Already caught in the crossfire of multiple violent extremist organizations, civilians in Burkina Faso are saying they need to be protected by their security forces, not victimized by them.

Since 2016, rival Islamist terror groups affiliated with the Islamic State group and with al-Qaida have spilled into the country from the north with deadly consequences.

Recent government counterterrorism efforts, however, similarly have been fraught with accusations of civilian deaths and abuses.

In April, a coalition of 17 Burkinabe civil society organizations released a statement declaring the “need to make human rights a central issue in the fight against the armed violence.”

The coalition reported that two children and a 100-year-old man were among at least 80 civilians shot dead during government military operations on April 10 and 11 in villages in Burkina Faso’s northernmost province of Oudalan.

“Human rights violations during military operations undermine security and encourage violent extremism,” the statement said. “Only security policies focused on the protection and respect of human rights will end and prevent cycles of armed violence in the long term.”

The coalition’s appeal was directed to the transitional government formed by a military junta that ousted Burkina Faso’s president on January 24, citing insecurity as its primary motivation.

Since the coup, however, violent incidents have quadrupled and deaths have tripled, compared to the same time period in 2021, according to data from the Armed Conflict Location & Event Data Project.

Violence has displaced more than 1.7 million people — the largest refugee crisis in the Sahel, according to the National Council for Emergency Relief and Rehabilitation.

Nearly one in four people in Burkina Faso, a country of 20 million people, urgently need humanitarian assistance, the United Nations reports.

The country’s recent counterterrorism response has seen government security forces and pro-government volunteer militias increasingly abuse, abduct and kill civilians.

In a May 16 report, international nonprofit Human Rights Watch (HRW) documented the suffering of Burkinabe caught in the middle.

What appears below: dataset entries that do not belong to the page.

//! Trie-backed dictionary with a load-once lifecycle
//!
//! A `Dictionary` starts empty, is bulk-populated exactly once from a
//! [`WordSource`], and is read-only afterwards. Loading that fails falls
//! back to a built-in word list so the dictionary always ends up usable;
//! the failure is recorded for logging, never raised to query callers.

mod source;
mod trie;

pub use source::{FileSource, SliceSource, WordSource};
pub use trie::Trie;

use crate::core::{MIN_WORD_LEN, Word};
use crate::wordlists::FALLBACK;
use std::sync::OnceLock;
use std::sync::atomic::{AtomicBool, Ordering};

/// Load lifecycle, monotonic: `Unloaded` to `Loading` to `Loaded`
#[derive(Debug, Clone, Copy, PartialEq, Eq)]
pub enum LoadState {
    Unloaded,
    Loading,
    Loaded,
}

/// Where the loaded vocabulary came from
#[derive(Debug, Clone, PartialEq, Eq)]
pub enum LoadOrigin {
    /// Primary source succeeded; `words` is the count that survived filtering
    Primary { words: usize },
    /// Primary source failed; the built-in fallback list was used instead
    Fallback { reason: String },
    /// Populated directly through `insert`, bypassing `load`
    Seeded,
}

/// A word set with membership and prefix queries
///
/// Queries issued before loading completes return `false`/empty (fail
/// closed) rather than blocking or panicking. The populated trie is
/// published through a write-once cell, so every query issued after `load`
/// returns observes the complete vocabulary.
#[derive(Debug, Default)]
pub struct Dictionary {
    inner: OnceLock<Inner>,
    loading: AtomicBool,
}

#[derive(Debug)]
struct Inner {
    trie: Trie,
    origin: LoadOrigin,
}

impl Dictionary {
    /// Create an empty, unloaded dictionary
    #[must_use]
    pub fn new() -> Self {
        Self::default()
    }

    /// Bulk-load the vocabulary from a source
    ///
    /// Each candidate word is filtered through the global policy (3-15
    /// characters, A-Z after uppercasing); failures are silently dropped.
    /// If the source errors, or yields no usable words, the built-in
    /// fallback list is loaded instead and the reason recorded. Always
    /// finishes `Loaded`.
    ///
    /// At most one load runs: a second call while a load is in flight
    /// blocks on the same initialization and shares its outcome, so the
    /// source is fetched at most once per dictionary.
    pub fn load(&self, source: &dyn WordSource) -> LoadState {
        if self.inner.get().is_none() {
            self.loading.store(true, Ordering::Release);
            self.inner.get_or_init(|| Self::build(source));
            self.loading.store(false, Ordering::Release);
        }
        LoadState::Loaded
    }

    fn build(source: &dyn WordSource) -> Inner {
        match source.fetch() {
            Ok(candidates) => {
                let mut trie = Trie::new();
                let mut words = 0;
                for candidate in &candidates {
                    if let Ok(word) = Word::new(candidate.as_str()) {
                        trie.insert(word.text());
                        words += 1;
                    }
                }

                if words == 0 {
                    return Self::build_fallback("word list contained no usable words".to_string());
                }

                Inner {
                    trie,
                    origin: LoadOrigin::Primary { words },
                }
            }
            Err(e) => Self::build_fallback(e.to_string()),
        }
    }

    fn build_fallback(reason: String) -> Inner {
        let mut trie = Trie::new();
        for word in FALLBACK {
            trie.insert(word);
        }
        Inner {
            trie,
            origin: LoadOrigin::Fallback { reason },
        }
    }

    /// Insert a single word directly
    ///
    /// Building primitive for pre-seeded dictionaries (mainly in tests).
    /// Inserting into an unloaded dictionary marks it loaded with origin
    /// `Seeded`; inserting after `load` extends the loaded vocabulary.
    pub fn insert(&mut self, word: &str) {
        if self.inner.get().is_none() {
            let _ = self.inner.set(Inner {
                trie: Trie::new(),
                origin: LoadOrigin::Seeded,
            });
        }
        if let Some(inner) = self.inner.get_mut() {
            inner.trie.insert(word);
        }
    }

    /// Current point in the load lifecycle
    #[must_use]
    pub fn state(&self) -> LoadState {
        if self.inner.get().is_some() {
            LoadState::Loaded
        } else if self.loading.load(Ordering::Acquire) {
            LoadState::Loading
        } else {
            LoadState::Unloaded
        }
    }

    /// Whether loading has completed (via primary source or fallback)
    #[must_use]
    pub fn is_loaded(&self) -> bool {
        self.inner.get().is_some()
    }

    /// Where the vocabulary came from, once loaded
    #[must_use]
    pub fn origin(&self) -> Option<&LoadOrigin> {
        self.inner.get().map(|inner| &inner.origin)
    }

    /// Check whether a word is valid, case-insensitively
    ///
    /// Enforces the 3-letter minimum on top of trie membership. Returns
    /// `false` while the dictionary is still loading.
    #[must_use]
    pub fn contains(&self, word: &str) -> bool {
        word.len() >= MIN_WORD_LEN
            && self
                .inner
                .get()
                .is_some_and(|inner| inner.trie.contains(word))
    }

    /// Check whether any valid word starts with the given prefix
    #[must_use]
    pub fn has_prefix(&self, prefix: &str) -> bool {
        self.inner
            .get()
            .is_some_and(|inner| inner.trie.has_prefix(prefix))
    }

    /// Collect up to `count` valid words starting with the prefix
    ///
    /// Empty while the dictionary is still loading.
    #[must_use]
    pub fn hints(&self, prefix: &str, count: usize) -> Vec<String> {
        self.inner
            .get()
            .map(|inner| inner.trie.words_with_prefix(prefix, count))
            .unwrap_or_default()
    }
}

#[cfg(test)]
mod tests {
    use super::*;
    use std::io;
    use std::sync::atomic::AtomicUsize;

    struct FailingSource;

    impl WordSource for FailingSource {
        fn fetch(&self) -> io::Result<Vec<String>> {
            Err(io::Error::new(io::ErrorKind::NotFound, "source down"))
        }
    }

    struct CountingSource {
        calls: AtomicUsize,
    }

    impl CountingSource {
        fn new() -> Self {
            Self {
                calls: AtomicUsize::new(0),
            }
        }
    }

    impl WordSource for CountingSource {
        fn fetch(&self) -> io::Result<Vec<String>> {
            self.calls.fetch_add(1, Ordering::SeqCst);
            Ok(vec!["CAT".to_string(), "CATS".to_string()])
        }
    }

    #[test]
    fn queries_fail_closed_before_load() {
        let dict = Dictionary::new();
        assert_eq!(dict.state(), LoadState::Unloaded);
        assert!(!dict.is_loaded());
        assert!(!dict.contains("CAT"));
        assert!(!dict.has_prefix("CA"));
        assert!(dict.hints("CA", 5).is_empty());
    }

    #[test]
    fn load_from_slice_source() {
        let dict = Dictionary::new();
        let state = dict.load(&SliceSource::new(&["CAT", "CATS", "dog"]));

        assert_eq!(state, LoadState::Loaded);
        assert!(dict.is_loaded());
        assert!(dict.contains("CAT"));
        assert!(dict.contains("cats"));
        assert!(dict.contains("DOG"));
        assert!(!dict.contains("BIRD"));
        assert_eq!(dict.origin(), Some(&LoadOrigin::Primary { words: 3 }));
    }

    #[test]
    fn load_filters_out_of_policy_words() {
        let dict = Dictionary::new();
        dict.load(&SliceSource::new(&[
            "CAT",
            "AT",                // too short
            "ABCDEFGHIJKLMNOP",  // too long
            "CA7S",              // digit
            "TWO WORDS",         // space
        ]));

        assert!(dict.contains("CAT"));
        assert!(!dict.contains("CA7S"));
        assert_eq!(dict.origin(), Some(&LoadOrigin::Primary { words: 1 }));
    }

    #[test]
    fn failed_source_falls_back() {
        let dict = Dictionary::new();
        let state = dict.load(&FailingSource);

        assert_eq!(state, LoadState::Loaded);
        assert!(dict.is_loaded());
        // Only spot-check common words; the full fallback set is not contractual
        assert!(dict.contains("CAT"));
        assert!(dict.contains("DOG"));
        assert!(matches!(
            dict.origin(),
            Some(LoadOrigin::Fallback { reason }) if reason.contains("source down")
        ));
    }

    #[test]
    fn unusable_word_list_falls_back() {
        let dict = Dictionary::new();
        dict.load(&SliceSource::new(&["A", "12345"]));

        assert!(dict.is_loaded());
        assert!(dict.contains("CAT"));
        assert!(matches!(dict.origin(), Some(LoadOrigin::Fallback { .. })));
    }

    #[test]
    fn second_load_shares_first_outcome() {
        let dict = Dictionary::new();
        let source = CountingSource::new();

        dict.load(&source);
        dict.load(&source);

        assert_eq!(source.calls.load(Ordering::SeqCst), 1);
        assert!(dict.contains("CAT"));
    }

    #[test]
    fn concurrent_loads_fetch_once() {
        let dict = Dictionary::new();
        let source = CountingSource::new();

        std::thread::scope(|scope| {
            for _ in 0..4 {
                scope.spawn(|| {
                    assert_eq!(dict.load(&source), LoadState::Loaded);
                });
            }
        });

        assert_eq!(source.calls.load(Ordering::SeqCst), 1);
        assert!(dict.is_loaded());
        assert!(dict.contains("CATS"));
    }

    #[test]
    fn contains_enforces_minimum_length() {
        let mut dict = Dictionary::new();
        // Bypass load-time filtering to plant a short path in the trie
        dict.insert("AB");
        dict.insert("CAT");

        assert!(dict.contains("CAT"));
        assert!(!dict.contains("AB"));
    }

    #[test]
    fn seeded_dictionary_is_loaded() {
        let mut dict = Dictionary::new();
        dict.insert("CATS");

        assert!(dict.is_loaded());
        assert_eq!(dict.origin(), Some(&LoadOrigin::Seeded));
        assert!(dict.contains("CATS"));
    }

    #[test]
    fn hints_come_from_loaded_trie() {
        let dict = Dictionary::new();
        dict.load(&SliceSource::new(&["CAT", "CATS", "CART", "DOG"]));

        let mut hints = dict.hints("CA", 10);
        hints.sort();
        assert_eq!(hints, vec!["CART", "CAT", "CATS"]);
    }
}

“Armed Islamist groups are demonstrating day after day their profound disregard for the lives and livelihoods of civilians,” HRW West Africa director Corinne Dufka said in a statement. “Government forces and associated militias must scrupulously uphold international human rights and humanitarian law and desist from killing in the name of security.”

Dufka also warned that new issues are emerging with the continuing carnage.

Islamist terrorists have targeted villages with mortars and buried improvised explosive devices on main roads, killing dozens in recent weeks and stifling humanitarian aid.

Unchecked violence is fueling the recruitment of child combatants. Women and girls have been sexually abused.

“I documented dozens of cases of girls and women who were sexually abused and beaten, as they forged for wood, as they went back and forth to the market, and as they fled their villages from fighting,” she said.

HRW’s report urged Burkina Faso’s government to revoke a 2021 decree that gives members of a special counterterrorism force immunity from prosecution for acts committed “in the exercise of their functions.”

It also suggested that the government should increase medical and mental health support to abuse victims.

“There have been very few investigations, much less prosecutions, for the atrocities which have punctuated Burkina Faso’s conflict,” Dufka said. “The government should ensure the presence of provost marshals with responsibility for troop discipline and detainees’ rights in all military operations and adopt measures so that civilian and military courts provide fair trials for suspects.”